Luxury goods such as high-value watches, designer apparel, jewellery, and collectable art are increasingly recognised as tools for concealing illicit funds. In Saudi Arabia, the regulatory focus on this sector has grown in parallel with the Kingdom’s broader financial crime enforcement agenda.

 

A Sector at Risk

The appeal of luxury goods in laundering schemes lies in their portability, high value-to-volume ratio, and ease of resale, often across borders and outside formal financial channels. Transactions involving these items can be difficult to trace, particularly where intermediaries, informal dealers, or cash payments are used.

Legal Framework

The Anti-Money Laundering Law (Royal Decree No.

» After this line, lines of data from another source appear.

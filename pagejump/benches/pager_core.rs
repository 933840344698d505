//! Benchmarks for the per-call pagination primitives.
//!
//! Run with: cargo bench -p pagejump

use criterion::{BenchmarkId, Criterion, criterion_group, criterion_main};
use pagejump::{
    CacheKeys, Document, KeyDims, KeysetPredicate, SortSpec, decode_cursor, encode_cursor,
    shape_of,
};
use serde_json::json;
use std::hint::black_box;

fn doc(value: serde_json::Value) -> Document {
    value.as_object().cloned().unwrap_or_default()
}

fn sorts() -> [(&'static str, SortSpec, Document); 3] {
    [
        (
            "one_key",
            SortSpec::new().asc("_id"),
            doc(json!({"_id": 42})),
        ),
        (
            "two_keys",
            SortSpec::new().desc("createdAt").asc("_id"),
            doc(json!({"createdAt": "2024-06-01T12:00:00Z", "_id": 42})),
        ),
        (
            "four_keys",
            SortSpec::new()
                .asc("tenant")
                .desc("score")
                .asc("profile.name")
                .asc("_id"),
            doc(json!({"tenant": "acme", "score": 9.5, "profile.name": "zoë", "_id": 42})),
        ),
    ]
}

// =============================================================================
// Cursor Benchmarks
// =============================================================================

fn bench_cursor(c: &mut Criterion) {
    let mut group = c.benchmark_group("cursor");

    for (name, sort, anchor) in sorts() {
        group.bench_with_input(BenchmarkId::new("encode", name), &(&sort, &anchor), |b, (s, a)| {
            b.iter(|| encode_cursor(black_box(s), black_box(a), None))
        });

        let token = encode_cursor(&sort, &anchor, None).unwrap_or_default();
        group.bench_with_input(BenchmarkId::new("decode", name), token.as_str(), |b, t| {
            b.iter(|| decode_cursor(black_box(t)))
        });
    }

    group.bench_function("decode_garbage", |b| {
        b.iter(|| decode_cursor(black_box("not!a!cursor")))
    });

    group.finish();
}

// =============================================================================
// Keyset Predicate Benchmarks
// =============================================================================

fn bench_predicate(c: &mut Criterion) {
    let mut group = c.benchmark_group("keyset_predicate");

    for (name, sort, anchor) in sorts() {
        group.bench_with_input(BenchmarkId::new("after", name), &(&sort, &anchor), |b, (s, a)| {
            b.iter(|| KeysetPredicate::after(black_box(s), black_box(a)).map(|p| p.to_document()))
        });
        group.bench_with_input(BenchmarkId::new("before", name), &(&sort, &anchor), |b, (s, a)| {
            b.iter(|| KeysetPredicate::before(black_box(s), black_box(a)).map(|p| p.to_document()))
        });
    }

    group.finish();
}

// =============================================================================
// Cache Key Benchmarks
// =============================================================================

fn bench_cache_keys(c: &mut Criterion) {
    let mut group = c.benchmark_group("cache_keys");

    let filter = json!({
        "status": {"$in": ["open", "pending"]},
        "$or": [{"owner": "u1"}, {"team": {"$exists": true}}],
        "tags": ["a", "b"]
    });
    group.bench_function("shape_of", |b| b.iter(|| shape_of(black_box(&filter))));

    let keys = CacheKeys::new("pagejump");
    let sort = SortSpec::new().desc("createdAt").asc("_id");
    let filter = doc(filter);
    let stages = vec![json!({"$match": {"archived": false}})];

    group.bench_function("bookmark_key", |b| {
        b.iter(|| {
            let dims = KeyDims::new("mongo", "orders", &sort, 50, &filter, &stages);
            keys.bookmark_key(black_box(&dims), black_box(120))
        })
    });
    group.bench_function("totals_token", |b| {
        let dims = KeyDims::new("mongo", "orders", &sort, 50, &filter, &stages);
        b.iter(|| keys.totals_token(black_box(&dims), "sync"))
    });

    group.finish();
}

criterion_group!(benches, bench_cursor, bench_predicate, bench_cache_keys);
criterion_main!(benches);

M/M/20, 1439H) captures any act intended to disguise the origin of criminal proceeds. Transactions involving luxury assets fall within the scope when used to convert, transfer, or conceal illicit funds. Penalties under the Law include imprisonment of up to ten years, fines of up to SAR 5 million, and confiscation of related assets.

Who Is Affected

Under Saudi regulation, dealers in high-value goods are classified as Designated Non-Financial Businesses and Professions (DNFBPs). This includes art galleries, jewellery businesses, watch dealers, auction houses, and luxury vehicle resellers. These entities are required to comply with AML obligations, including:

  • Conducting full customer due diligence
  • Verifying the source of funds
  • Reporting suspicious transactions to the Saudi Financial Investigation Unit (SAFIU)
  • Maintaining appropriate records
Common Red Flags

SAFIU guidance identifies several indicators that may signal laundering risks, such as:

  • Cash purchases exceeding SAR 60,000
  • Reluctance to provide personal identification
  • Unusual resale patterns involving luxury items
  • Transactions structured to avoid reporting thresholds
Enforcement Outlook

While published court decisions remain limited, enforcement activity has increased. In one example, authorities prosecuted a laundering network using shell companies and luxury goods to channel over SAR 500 million in criminal proceeds. The case resulted in custodial sentences and the permanent confiscation of assets.

Compliance Challenges

Unlike financial institutions, many DNFBPs have historically operated without formal compliance functions. Where internal controls and training are weak, identifying and responding to money laundering risks becomes more difficult. Dealers are advised to implement tailored AML programmes supported by legal and compliance expertise.

As Saudi Arabia continues to align its regulatory approach with FATF standards, DNFBPs—particularly those in the luxury sector—will face growing expectations around transparency, reporting, and proactive risk management. Failure to comply not only carries legal consequences but may also damage business credibility in an increasingly regulated market.